In this lab we will go through an example of how we can pass a message from one client to a service via a queue, and process the message on the service side in a fault-tolerant way.

DevOps MPP Course Source

Pre-requisites:

Lab Tasks:

  • Fault Tolerant Application Messaging

Estimated Lab Time:

  • approx. 30 minutes

Task 1: Fault Tolerant Application Messaging

  1. Let’s start with two projects, one for the client and one for the service.
  2. Scaffold the projects with

     dotnet new console --name client && dotnet new console --name service
    
  3. Pull in the WindowsAzure.Storage .NET client package for both projects in their corresponding directories.

     dotnet add package WindowsAzure.Storage
    
  4. Create an Azure Storage account on your Microsoft Azure account, or sign up for a free one. Please see the Azure queueing tutorial for details.

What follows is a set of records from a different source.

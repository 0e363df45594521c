//! Configuration management CLI commands.

use std::path::{Path, PathBuf};

use crate::cli::common::{load_config, to_json, CliError, CliResult};
use crate::config::Config;
use crate::constants::{APP_BINARY_NAME, APP_NAME};
use clap::{Args, Subcommand};

/// Configuration management commands
#[derive(Args, Debug, Clone)]
pub struct ConfigArgs {
    #[command(subcommand)]
    command: ConfigCommand,
}

#[derive(Subcommand, Debug, Clone)]
enum ConfigCommand {
    /// Display current configuration
    Show(ConfigShowArgs),
    /// Print the configuration file path
    Path,
    /// Write a configuration file with default values
    Init(ConfigInitArgs),
}

/// Display current configuration
#[derive(Args, Debug, Clone)]
pub struct ConfigShowArgs {
    /// Output as JSON
    #[arg(long)]
    json: bool,
}

/// Write a default configuration file
#[derive(Args, Debug, Clone)]
pub struct ConfigInitArgs {
    /// Overwrite an existing file
    #[arg(long)]
    force: bool,
}

impl ConfigArgs {
    /// Execute config subcommand
    pub fn execute(&self, config_path: Option<&Path>) -> CliResult<()> {
        match &self.command {
            ConfigCommand::Show(args) => args.execute(config_path),
            ConfigCommand::Path => {
                println!("{}", resolve_path(config_path)?.display());
                Ok(())
            }
            ConfigCommand::Init(args) => args.execute(config_path),
        }
    }
}

fn resolve_path(config_path: Option<&Path>) -> CliResult<PathBuf> {
    match config_path {
        Some(path) => Ok(path.to_path_buf()),
        None => Config::config_file_path()
            .map_err(|e| CliError::io(format!("Failed to locate config directory: {e}"))),
    }
}

impl ConfigShowArgs {
    /// Execute show command
    pub fn execute(&self, config_path: Option<&Path>) -> CliResult<()> {
        let config = load_config(config_path)?;

        if self.json {
            println!("{}", to_json(&config, true)?);
        } else {
            output_human_readable(&config);
        }

        Ok(())
    }
}

impl ConfigInitArgs {
    /// Execute init command
    pub fn execute(&self, config_path: Option<&Path>) -> CliResult<()> {
        let path = resolve_path(config_path)?;
        if path.exists() && !self.force {
            return Err(CliError::validation(format!(
                "Configuration already exists at {} (use --force to overwrite)",
                path.display()
            )));
        }

        Config::new()
            .save_to(&path)
            .map_err(|e| CliError::io(format!("Failed to save configuration: {e:#}")))?;

        println!("Configuration written to {}", path.display());
        println!("Run '{APP_BINARY_NAME} config show' to review it.");
        Ok(())
    }
}

fn output_human_readable(config: &Config) {
    let title = format!("{APP_NAME} Configuration");
    println!("{title}");
    println!("{}", "=".repeat(title.len()));
    println!();
    println!("Word generation:");
    println!("  Endpoint:      {}", config.llm.endpoint);
    println!("  Model:         {}", config.llm.model);
    println!("  API key env:   {}", config.llm.api_key_env);
    println!("  Temperature:   {}", config.llm.temperature);
    println!();
    println!("Symbols:");
    println!("  Symbol set:    {}", config.symbols.symbol_set);
    println!("  ARASAAC:       {}", config.symbols.arasaac_url);
    println!("  Global Symbols: {}", config.symbols.global_symbols_url);
    if let Some(set) = &config.symbols.global_symbols_set {
        println!("  Set filter:    {set}");
    }
    println!("  Language:      {}", config.symbols.language);
    println!();
    println!("Board:");
    println!("  Buttons:       {}", config.board.default_total_buttons);
    println!("  Dedup:         {}", config.board.dedup);
    println!("  Locale:        {}", config.board.locale);
    println!("  Fetch images:  {}", config.board.fetch_images);
}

  5. Let’s start with the sender. It is very simple, and in this scenario we are simply reading from the stdin and sending the arguments to the queue. Replace the code in the client project’s Program.cs as follows.

     using System;
     using System.Threading.Tasks;
     using Microsoft.WindowsAzure.Storage;
     using Microsoft.WindowsAzure.Storage.Auth;
     using Microsoft.WindowsAzure.Storage.Queue;
    
     namespace service
     {
         class Program
         {
             static void Main(string[] args)
             {
                 var storageAccount = new CloudStorageAccount(new StorageCredentials("your-accountname", "your-key"), true);
    
                 var queueClient = storageAccount.CreateCloudQueueClient();
    
                 var queue = queueClient.GetQueueReference("jobqueue");
    
                 queue.CreateIfNotExistsAsync().GetAwaiter().GetResult();
    
                 var message = new CloudQueueMessage(GetMessage(args));
    
                 queue.AddMessageAsync(message).GetAwaiter().GetResult();
    
             }
    
             private static string GetMessage(string[] args)
             {
                 return ((args.Length > 0) ? string.Join(" ", args) : "Hello World!");
             }
         }
     }
    
    
  6. Now, for the service, we will have a more elaborate scenario to demonstrate the fault tolerant processing. Here, we are expecting a series of .’s. If it is odd number of dots, we simply do not process, but it is even, we process the message. Use the following snippet for reference in your service code.

     using System;
     using System.Threading.Tasks;
     using Microsoft.WindowsAzure.Storage;
     using Microsoft.WindowsAzure.Storage.Auth;
     using Microsoft.WindowsAzure.Storage.Queue;
    
     namespace client
     {
         class Program
         {
             static void Main(string[] args)
             {
                 var storageAccount = new CloudStorageAccount(new StorageCredentials("your-accountname", "your-accountkey"), true);
    
                 var queueClient = storageAccount.CreateCloudQueueClient();
    
                 var queue = queueClient.GetQueueReference("jobqueue");
    
                 queue.CreateIfNotExistsAsync().GetAwaiter().GetResult();
    
                 var quit = false;
    
                 Console.WriteLine("Enter q and press enter to quit, just press enter to process next message.");
                 while (!quit)
                 {
                     var retrievedMessage = queue.GetMessageAsync(TimeSpan.FromSeconds(2), null, null).GetAwaiter().GetResult();
    
                     if (retrievedMessage != null)
                     {
                         var messageText = retrievedMessage.AsString;
                         Console.WriteLine($"Received: {messageText}, dequeue count is {retrievedMessage.DequeueCount}");
                         if (retrievedMessage.DequeueCount > 2)
                         {
                             Console.WriteLine("Mark the message as poison message, either move to a dead letter queue or log.");
                             queue.DeleteMessageAsync(retrievedMessage).GetAwaiter().GetResult();
                         }
                         else
                         {
                             if (messageText.Split('.').Length % 2 == 1)
                             {
                                 Console.WriteLine("Processed with success.");
                                 queue.DeleteMessageAsync(retrievedMessage).GetAwaiter().GetResult();
                             }
                             else
                             {
                                 Console.WriteLine("Received message but cannot process, has odd number of dots.");
                             }
                         }
                     }
                     else
                     {
                         Console.WriteLine("No message on the queue.");
                     }
                     quit = Console.ReadLine().Contains("q");
                 }
             }
         }
     }
    
    

Extra credit

For extra credit, you can try converting the networking communication example to use queues for communication.